-- Opening Marker --
//! Sender-side logic for the Rendering Host protocol.
//!
//! [`HostLink`] wraps a [`HostChannel`] and enforces the sender half of the
//! wire contract:
//!
//! - `request_id` is a strictly increasing sequence number allocated here.
//! - An identical `(provider, track_id, embed_address)` play tuple is never
//!   re-sent while nothing has changed, so a pure layout change cannot
//!   restart playback.
//! - While the host surface is still loading, instructions are buffered and
//!   flushed exactly once when readiness is signaled. The pending play is
//!   held separately from transport tweaks: only a newer play or a teardown
//!   replaces it, so a volume change cannot evict the track start.
//!
//! [`InstructionGate`] is the receiver-side ordering filter: the host (or an
//! intermediary) applies only instructions whose `request_id` is greater
//! than the last one seen, so a stale, delayed instruction is safely
//! ignored. Out-of-order delivery is resolved here, never by the sender.

use bridge_traits::host::{HostChannel, HostInstruction};
use std::sync::{Arc, Weak};
use tokio::sync::Mutex;
use tracing::{debug, warn};

use crate::error::Result;

/// Fields of a play instruction, minus the sequencing concerns the link owns.
#[derive(Debug, Clone, PartialEq, Eq)]
pub struct PlayParams {
    pub provider: String,
    pub track_id: String,
    pub embed_address: Option<String>,
    pub deep_link_address: String,
    pub title: Option<String>,
    pub artist: Option<String>,
    pub autoplay: bool,
    pub start_offset_ms: Option<u64>,
}

/// Sender side of the Rendering Host channel.
pub struct HostLink {
    channel: Arc<dyn HostChannel>,
    next_request_id: u64,
    /// Last play tuple actually dispatched or buffered; identical re-sends
    /// are suppressed.
    last_play_key: Option<(String, String, Option<String>)>,
    /// Play instruction held back while the host is still loading. Only a
    /// newer play or a teardown replaces it.
    pending_play: Option<HostInstruction>,
    /// Latest non-play instruction held back while the host is still loading.
    pending_control: Option<HostInstruction>,
}

impl HostLink {
    pub fn new(channel: Arc<dyn HostChannel>) -> Self {
        Self {
            channel,
            next_request_id: 0,
            last_play_key: None,
            pending_play: None,
            pending_control: None,
        }
    }

    /// The transport this link drives.
    pub fn channel(&self) -> Arc<dyn HostChannel> {
        Arc::clone(&self.channel)
    }

    fn allocate_request_id(&mut self) -> u64 {
        self.next_request_id += 1;
        self.next_request_id
    }

    fn host_ready(&self) -> bool {
        *self.channel.readiness().borrow()
    }

    async fn dispatch(&mut self, instruction: HostInstruction) -> Result<()> {
        if self.host_ready() {
            self.channel.send(instruction).await?;
            return Ok(());
        }
        match instruction {
            play @ HostInstruction::Play { .. } => {
                if let Some(previous) = &self.pending_play {
                    debug!(
                        superseded_request_id = previous.request_id(),
                        "Replacing buffered play instruction"
                    );
                }
                self.pending_play = Some(play);
            }
            teardown @ HostInstruction::Teardown { .. } => {
                // Everything buffered before a teardown is moot.
                self.pending_play = None;
                self.pending_control = Some(teardown);
            }
            control => {
                if let Some(previous) = &self.pending_control {
                    debug!(
                        superseded_request_id = previous.request_id(),
                        "Replacing buffered host instruction"
                    );
                }
                self.pending_control = Some(control);
            }
        }
        Ok(())
    }

    /// Send a play instruction, suppressing redundant identical sends.
    ///
    /// Returns `true` when an instruction was actually dispatched (or
    /// buffered), `false` when the send was suppressed.
    pub async fn send_play(&mut self, params: PlayParams) -> Result<bool> {
        let key = (
            params.provider.clone(),
            params.track_id.clone(),
            params.embed_address.clone(),
        );
        if self.last_play_key.as_ref() == Some(&key) {
            debug!(
                provider = %params.provider,
                track_id = %params.track_id,
                "Suppressing redundant play instruction"
            );
            return Ok(false);
        }

        let request_id = self.allocate_request_id();
        self.last_play_key = Some(key);
        self.dispatch(HostInstruction::Play {
            provider: params.provider,
            track_id: params.track_id,
            embed_address: params.embed_address,
            deep_link_address: params.deep_link_address,
            title: params.title,
            artist: params.artist,
            autoplay: params.autoplay,
            start_offset_ms: params.start_offset_ms,
            request_id,
        })
        .await?;
        Ok(true)
    }

    pub async fn pause(&mut self) -> Result<()> {
        let request_id = self.allocate_request_id();
        self.dispatch(HostInstruction::Pause { request_id }).await
    }

    pub async fn resume(&mut self) -> Result<()> {
        let request_id = self.allocate_request_id();
        self.dispatch(HostInstruction::Resume { request_id }).await
    }

    pub async fn seek(&mut self, position_ms: u64) -> Result<()> {
        let request_id = self.allocate_request_id();
        self.dispatch(HostInstruction::Seek {
            position_ms,
            request_id,
        })
        .await
    }

    pub async fn set_volume(&mut self, volume: f32) -> Result<()> {
        let request_id = self.allocate_request_id();
        self.dispatch(HostInstruction::SetVolume {
            volume: volume.clamp(0.0, 1.0),
            request_id,
        })
        .await
    }

    pub async fn set_mute(&mut self, muted: bool) -> Result<()> {
        let request_id = self.allocate_request_id();
        self.dispatch(HostInstruction::SetMute { muted, request_id })
            .await
    }

    /// Release the embedded surface. Clears the play dedup key so the next
    /// request for the same track is sent again.
    pub async fn teardown(&mut self) -> Result<()> {
        self.last_play_key = None;
        let request_id = self.allocate_request_id();
        self.dispatch(HostInstruction::Teardown { request_id }).await
    }

    /// Flush the buffered instructions, if any, in `request_id` order.
    /// Called when host readiness is observed; `Option::take` guarantees
    /// the exactly-once property.
    pub async fn flush_ready(&mut self) -> Result<()> {
        let mut buffered: Vec<HostInstruction> = self
            .pending_play
            .take()
            .into_iter()
            .chain(self.pending_control.take())
            .collect();
        buffered.sort_by_key(|instruction| instruction.request_id());
        for instruction in buffered {
            debug!(
                request_id = instruction.request_id(),
                "Flushing buffered host instruction"
            );
            self.channel.send(instruction).await?;
        }
        Ok(())
    }
}

/// Spawn the background task that flushes buffered instructions when the
/// host signals readiness. Holds only a weak reference, so the task winds
/// down when the link is dropped.
pub fn spawn_flush_task(link: &Arc<Mutex<HostLink>>) -> tokio::task::JoinHandle<()> {
    let weak: Weak<Mutex<HostLink>> = Arc::downgrade(link);
    tokio::spawn(async move {
        let readiness = {
            let Some(link) = weak.upgrade() else { return };
            let guard = link.lock().await;
            guard.channel().readiness()
        };
        // Handle the case where the host was ready before we subscribed.
        if *readiness.borrow() {
            if let Some(link) = weak.upgrade() {
                let result = link.lock().await.flush_ready().await;
                if let Err(error) = result {
                    warn!(%error, "Failed to flush buffered host instruction");
                }
            }
        }
        run_flush_loop(weak, readiness).await;
    })
}

async fn run_flush_loop(
    weak: Weak<Mutex<HostLink>>,
    mut readiness: tokio::sync::watch::Receiver<bool>,
) {
    while readiness.changed().await.is_ok() {
        if !*readiness.borrow() {
            continue;
        }
        let Some(link) = weak.upgrade() else {
            return;
        };
        let result = link.lock().await.flush_ready().await;
        if let Err(error) = result {
            warn!(%error, "Failed to flush buffered host instruction");
        }
    }
}

/// Receiver-side ordering filter for host instructions.
///
/// The effective state after any delivery order equals applying only the
/// instruction with the highest `request_id` seen so far.
#[derive(Debug, Default)]
pub struct InstructionGate {
    last_seen: u64,
}

impl InstructionGate {
    pub fn new() -> Self {
        Self::default()
    }

    /// Whether `instruction` should be applied. Stale instructions are
    /// discarded silently (logged for diagnostics).
    pub fn admit(&mut self, instruction: &HostInstruction) -> bool {
        let id = instruction.request_id();
        if id <= self.last_seen {
            debug!(
                request_id = id,
                last_seen = self.last_seen,
                "Discarding stale host instruction"
            );
            return false;
        }
        self.last_seen = id;
        true
    }

    /// Highest `request_id` admitted so far.
    pub fn last_seen(&self) -> u64 {
        self.last_seen
    }
}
-- Closing Marker --
→ **Task**
Go through the material and copy each line that contains "cannot".

→ **Exercise response**
//!   re-sent while nothing has changed, so a pure layout change cannot
//!   replaces it, so a volume change cannot evict the track start.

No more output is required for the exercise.